_Data to use_
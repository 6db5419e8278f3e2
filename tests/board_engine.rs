//! Board engine scenarios against fake persistence collaborators.

use std::collections::HashSet;
use std::sync::atomic::{AtomicI64, Ordering};
use std::sync::{Arc, Mutex};
use std::time::Duration;

use async_trait::async_trait;
use tokio::sync::{Semaphore, broadcast};
use tracker::activity::{ActivityFilter, ActivityRecorder, MemorySink};
use tracker::board::{
    BoardEvent, BoardModel, BoardOrderingEngine, ColumnStore, IssueMove, IssueStore, LockKey,
    NewIssue, Settled,
};
use tracker::errors::{BoardError, ValidationError};
use tracker_common::{
    ActivityType, Actor, Column, ColumnId, Issue, IssueId, IssueStatus, Project, ProjectId,
    ProjectKey, Role,
};

/// Store that records calls, can hold them at a gate and can fail chosen
/// operations.
struct FakeStore {
    calls: Mutex<Vec<&'static str>>,
    failing: Mutex<HashSet<&'static str>>,
    gate: Semaphore,
    next_id: AtomicI64,
}

impl FakeStore {
    fn open() -> Arc<Self> {
        Arc::new(Self::with_permits(Semaphore::MAX_PERMITS))
    }

    fn gated() -> Arc<Self> {
        Arc::new(Self::with_permits(0))
    }

    fn with_permits(permits: usize) -> Self {
        Self {
            calls: Mutex::new(Vec::new()),
            failing: Mutex::new(HashSet::new()),
            gate: Semaphore::new(permits),
            next_id: AtomicI64::new(1000),
        }
    }

    fn fail_on(&self, operation: &'static str) {
        self.failing.lock().unwrap().insert(operation);
    }

    fn release(&self, calls: usize) {
        self.gate.add_permits(calls);
    }

    fn calls(&self) -> Vec<&'static str> {
        self.calls.lock().unwrap().clone()
    }

    async fn pass(&self, operation: &'static str) -> anyhow::Result<()> {
        self.calls.lock().unwrap().push(operation);
        self.gate.acquire().await?.forget();
        if self.failing.lock().unwrap().contains(operation) {
            anyhow::bail!("{} timed out", operation);
        }
        Ok(())
    }
}

#[async_trait]
impl ColumnStore for FakeStore {
    async fn create_column(&self, _column: &Column) -> anyhow::Result<()> {
        self.pass("create_column").await
    }

    async fn rename_column(&self, _: ProjectId, _: ColumnId, _: &str) -> anyhow::Result<()> {
        self.pass("rename_column").await
    }

    async fn delete_column(&self, _: ProjectId, _: ColumnId) -> anyhow::Result<()> {
        self.pass("delete_column").await
    }

    async fn reorder_columns(&self, _: ProjectId, _: &[ColumnId]) -> anyhow::Result<()> {
        self.pass("reorder_columns").await
    }
}

#[async_trait]
impl IssueStore for FakeStore {
    async fn create_issue(&self, _issue: &Issue) -> anyhow::Result<IssueId> {
        self.pass("create_issue").await?;
        Ok(self.next_id.fetch_add(1, Ordering::SeqCst))
    }

    async fn update_issue(&self, _issue: &Issue) -> anyhow::Result<()> {
        self.pass("update_issue").await
    }

    async fn delete_issue(&self, _issue_id: IssueId) -> anyhow::Result<()> {
        self.pass("delete_issue").await
    }

    async fn move_issue(&self, _mv: &IssueMove) -> anyhow::Result<()> {
        self.pass("move_issue").await
    }
}

// ── Fixtures ──────────────────────────────────────────────────────────

const PROJECT: ProjectId = 7;
const CREATOR: i64 = 99;

fn issue(id: IssueId, column: &Column, order: i32) -> Issue {
    Issue {
        id,
        column_id: column.id,
        project_id: PROJECT,
        title: format!("Issue {}", id),
        status: column.status(),
        start_date: None,
        end_date: None,
        assignee_id: None,
        reporter_id: 1,
        order,
    }
}

/// Project 7: To Do holds 40, 42, 44; Done holds 50; custom QA and Blocked.
fn sample_board() -> BoardModel {
    let project = Project {
        id: PROJECT,
        site_id: 1,
        name: "Core".into(),
        key: ProjectKey::parse("CORE").unwrap(),
        is_private: false,
        created_by: CREATOR,
    };
    let mut columns = Column::defaults_for(PROJECT);
    for (id, title) in [(100, "QA"), (101, "Blocked")] {
        columns.push(Column {
            id,
            project_id: PROJECT,
            title: title.into(),
            order: columns.len() as i32,
        });
    }
    let issues = vec![
        issue(40, &columns[0], 0),
        issue(42, &columns[0], 1),
        issue(44, &columns[0], 2),
        issue(50, &columns[2], 0),
    ];
    BoardModel::load(project, columns, issues).unwrap()
}

fn engine(store: &Arc<FakeStore>) -> Arc<BoardOrderingEngine> {
    Arc::new(BoardOrderingEngine::new(
        sample_board(),
        store.clone(),
        store.clone(),
    ))
}

fn admin() -> Actor {
    Actor::new(1, "admin").with_site_role(Role::Admin)
}

fn project_member() -> Actor {
    Actor::new(5, "member").with_project_role(PROJECT, Role::Member)
}

fn ids(board: &BoardModel, column_id: ColumnId) -> Vec<(IssueId, i32)> {
    board
        .issues(column_id)
        .iter()
        .map(|i| (i.id, i.order))
        .collect()
}

async fn wait_applied(rx: &mut broadcast::Receiver<BoardEvent>, operation: &str) {
    tokio::time::timeout(Duration::from_secs(2), async {
        loop {
            if let Ok(BoardEvent::Applied { operation: op, .. }) = rx.recv().await
                && op == operation
            {
                return;
            }
        }
    })
    .await
    .expect("operation was never applied");
}

// ── Scenarios ─────────────────────────────────────────────────────────

#[tokio::test]
async fn moving_issue_into_done_shifts_prior_occupant() {
    let store = FakeStore::open();
    let engine = engine(&store);

    let outcome = engine.move_issue(&admin(), 42, 1, 3, 0).await.unwrap();
    assert_eq!(outcome, Settled::Committed(()));

    let board = engine.board().unwrap();
    assert_eq!(ids(&board, 1), vec![(40, 0), (44, 1)]);
    assert_eq!(ids(&board, 3), vec![(42, 0), (50, 1)]);
    assert_eq!(board.issue(42).unwrap().status, IssueStatus::Done);
    assert_eq!(store.calls(), vec!["move_issue"]);
}

#[tokio::test]
async fn failed_column_move_restores_exact_snapshot() {
    let store = FakeStore::open();
    store.fail_on("reorder_columns");
    let engine = engine(&store);
    let before = engine.board().unwrap();
    let mut events = engine.subscribe();

    let err = engine.move_column(&admin(), 4, 3).await.unwrap_err();
    assert!(matches!(
        err,
        BoardError::PersistenceFailure {
            operation: "reorder_columns",
            ..
        }
    ));
    assert_eq!(engine.board().unwrap(), before);

    let applied = events.recv().await.unwrap();
    assert!(matches!(applied, BoardEvent::Applied { .. }));
    let rolled_back = events.recv().await.unwrap();
    match rolled_back {
        BoardEvent::RolledBack { board, error, .. } => {
            assert_eq!(board, before);
            assert!(error.contains("timed out"));
        }
        other => panic!("expected rollback, got {:?}", other),
    }
}

#[tokio::test]
async fn project_member_may_create_issues_but_not_columns() {
    let store = FakeStore::open();
    let engine = engine(&store);
    let member = project_member();

    let err = engine.create_column(&member, "Review").await.unwrap_err();
    assert!(err.is_permission_denied());
    assert!(store.calls().is_empty(), "denied ops never reach the store");

    let new = NewIssue {
        title: "Add search".into(),
        ..Default::default()
    };
    let created = engine
        .create_issue(&member, 1, new)
        .await
        .unwrap()
        .committed()
        .unwrap();
    assert_eq!(created.id, 1000);
    assert_eq!(created.order, 3);
    assert_eq!(created.reporter_id, member.id);
    assert_eq!(engine.board().unwrap().issue(1000), Some(&created));
}

#[tokio::test]
async fn creator_manages_project_without_recorded_role() {
    let store = FakeStore::open();
    let engine = engine(&store);
    let creator = Actor::new(CREATOR, "creator");

    let column = engine
        .create_column(&creator, "Review")
        .await
        .unwrap()
        .committed()
        .unwrap();
    assert_eq!(column.id, 102);
    assert_eq!(column.order, 5);
}

#[tokio::test]
async fn default_columns_are_protected_even_for_admins() {
    let store = FakeStore::open();
    let engine = engine(&store);
    for column_id in [1, 2, 3] {
        let err = engine
            .rename_column(&admin(), column_id, "Backlog")
            .await
            .unwrap_err();
        assert!(matches!(
            err,
            BoardError::Validation(ValidationError::DefaultColumnProtected { .. })
        ));
        let err = engine.delete_column(&admin(), column_id).await.unwrap_err();
        assert!(err.is_validation());
    }
    assert!(store.calls().is_empty());
}

#[tokio::test]
async fn assignee_may_move_own_issue_across_columns() {
    let store = FakeStore::open();
    let engine = engine(&store);
    let member = project_member();

    let err = engine.move_issue(&member, 42, 1, 2, 0).await.unwrap_err();
    assert!(err.is_permission_denied());

    let patch = tracker::board::IssuePatch {
        assignee_id: Some(Some(member.id)),
        ..Default::default()
    };
    engine.update_issue(&admin(), 42, patch).await.unwrap();
    engine.move_issue(&member, 42, 1, 2, 0).await.unwrap();
    assert_eq!(
        engine.board().unwrap().issue(42).unwrap().status,
        IssueStatus::InProgress
    );

    // Reordering within a column needs manageIssues, which members lack.
    let err = engine.move_issue(&member, 40, 1, 1, 1).await.unwrap_err();
    assert!(err.is_permission_denied());
}

#[tokio::test]
async fn committed_operations_record_activity() {
    let store = FakeStore::open();
    let sink = Arc::new(MemorySink::new());
    let recorder = ActivityRecorder::spawn(sink.clone());
    let engine = BoardOrderingEngine::new(sample_board(), store.clone(), store.clone())
        .with_activity(recorder.clone());

    let new = NewIssue {
        title: "Ship it".into(),
        ..Default::default()
    };
    let created = engine
        .create_issue(&admin(), 1, new)
        .await
        .unwrap()
        .committed()
        .unwrap();
    store.fail_on("delete_issue");
    assert!(engine.delete_issue(&admin(), created.id).await.is_err());
    recorder.flush().await;

    let events = sink.recent(&ActivityFilter::project(PROJECT), 10);
    assert_eq!(events.len(), 1, "rolled back ops record nothing");
    assert_eq!(events[0].kind, ActivityType::IssueCreated);
    assert_eq!(events[0].issue_id, Some(created.id));
    assert!(engine.board().unwrap().issue(created.id).is_some());
}

#[tokio::test]
async fn same_column_operations_queue_while_disjoint_ones_proceed() {
    let store = FakeStore::gated();
    let engine = engine(&store);
    let mut events = engine.subscribe();

    let first = {
        let engine = engine.clone();
        tokio::spawn(async move { engine.move_issue(&admin(), 42, 1, 1, 0).await })
    };
    wait_applied(&mut events, "move_issue").await;
    assert!(engine.is_in_flight(LockKey::Column(1)));

    let second = {
        let engine = engine.clone();
        tokio::spawn(async move { engine.move_issue(&admin(), 40, 1, 1, 2).await })
    };
    tokio::time::sleep(Duration::from_millis(50)).await;
    assert_eq!(store.calls(), vec!["move_issue"], "second op must wait");

    let third = {
        let engine = engine.clone();
        tokio::spawn(async move {
            let new = NewIssue {
                title: "Parallel".into(),
                ..Default::default()
            };
            engine.create_issue(&admin(), 3, new).await
        })
    };
    wait_applied(&mut events, "create_issue").await;
    assert_eq!(engine.board().unwrap().issues(3).len(), 2);

    store.release(3);
    assert!(first.await.unwrap().is_ok());
    assert!(second.await.unwrap().is_ok());
    assert!(third.await.unwrap().is_ok());

    let board = engine.board().unwrap();
    board.check_invariants().unwrap();
    assert_eq!(ids(&board, 1), vec![(42, 0), (44, 1), (40, 2)]);
}

#[tokio::test]
async fn rollback_leaves_concurrent_commits_in_other_columns() {
    let store = FakeStore::gated();
    store.fail_on("move_issue");
    let engine = engine(&store);
    let mut events = engine.subscribe();

    let failing = {
        let engine = engine.clone();
        tokio::spawn(async move { engine.move_issue(&admin(), 40, 1, 1, 2).await })
    };
    wait_applied(&mut events, "move_issue").await;
    let creating = {
        let engine = engine.clone();
        tokio::spawn(async move {
            let new = NewIssue {
                title: "Keep me".into(),
                ..Default::default()
            };
            engine.create_issue(&admin(), 3, new).await
        })
    };
    wait_applied(&mut events, "create_issue").await;

    store.release(2);
    assert!(failing.await.unwrap().is_err());
    assert!(creating.await.unwrap().is_ok());

    let board = engine.board().unwrap();
    assert_eq!(ids(&board, 1), vec![(40, 0), (42, 1), (44, 2)]);
    assert_eq!(ids(&board, 3), vec![(50, 0), (1000, 1)]);
    board.check_invariants().unwrap();
}

#[tokio::test]
async fn reload_discards_in_flight_results_and_supersedes_queued_ops() {
    let store = FakeStore::gated();
    let engine = engine(&store);
    let original = engine.board().unwrap();
    let mut events = engine.subscribe();

    let in_flight = {
        let engine = engine.clone();
        tokio::spawn(async move { engine.move_issue(&admin(), 42, 1, 3, 0).await })
    };
    wait_applied(&mut events, "move_issue").await;
    let queued = {
        let engine = engine.clone();
        tokio::spawn(async move { engine.move_issue(&admin(), 44, 1, 1, 0).await })
    };
    tokio::time::sleep(Duration::from_millis(20)).await;

    let generation = engine
        .replace_all(
            original.columns().to_vec(),
            original.issues_by_column().clone(),
        )
        .unwrap();
    assert_eq!(generation, original.generation() + 1);

    store.release(2);
    assert_eq!(in_flight.await.unwrap().unwrap(), Settled::Discarded);
    assert!(matches!(
        queued.await.unwrap(),
        Err(BoardError::Superseded)
    ));

    let board = engine.board().unwrap();
    assert_eq!(board.generation(), generation);
    assert_eq!(ids(&board, 1), ids(&original, 1));
    assert_eq!(ids(&board, 3), ids(&original, 3));
}

#[tokio::test]
async fn switching_project_abandons_old_locks() {
    let store = FakeStore::gated();
    let engine = engine(&store);
    let mut events = engine.subscribe();

    let stale = {
        let engine = engine.clone();
        tokio::spawn(async move { engine.move_column(&admin(), 3, 4).await })
    };
    wait_applied(&mut events, "reorder_columns").await;

    let next = sample_board();
    engine.switch_project(next).unwrap();
    assert!(!engine.is_in_flight(LockKey::Layout));

    // A fresh op on the new board does not wait for the abandoned one.
    let fresh = {
        let engine = engine.clone();
        tokio::spawn(async move { engine.move_column(&admin(), 4, 3).await })
    };
    wait_applied(&mut events, "reorder_columns").await;

    store.release(2);
    assert_eq!(stale.await.unwrap().unwrap(), Settled::Discarded);
    assert_eq!(fresh.await.unwrap().unwrap(), Settled::Committed(()));
    let order: Vec<ColumnId> = engine
        .board()
        .unwrap()
        .columns()
        .iter()
        .map(|c| c.id)
        .collect();
    assert_eq!(order, vec![1, 2, 3, 101, 100]);
}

_What to do_
Pull every line containing "calls" out of the records.

_Exercise answer_
/// Store that records calls, can hold them at a gate and can fail chosen
    calls: Mutex<Vec<&'static str>>,
            calls: Mutex::new(Vec::new()),
    fn release(&self, calls: usize) {
        self.gate.add_permits(calls);
    fn calls(&self) -> Vec<&'static str> {
        self.calls.lock().unwrap().clone()
        self.calls.lock().unwrap().push(operation);
    assert_eq!(store.calls(), vec!["move_issue"]);
    assert!(store.calls().is_empty(), "denied ops never reach the store");
    assert!(store.calls().is_empty());
    assert_eq!(store.calls(), vec!["move_issue"], "second op must wait");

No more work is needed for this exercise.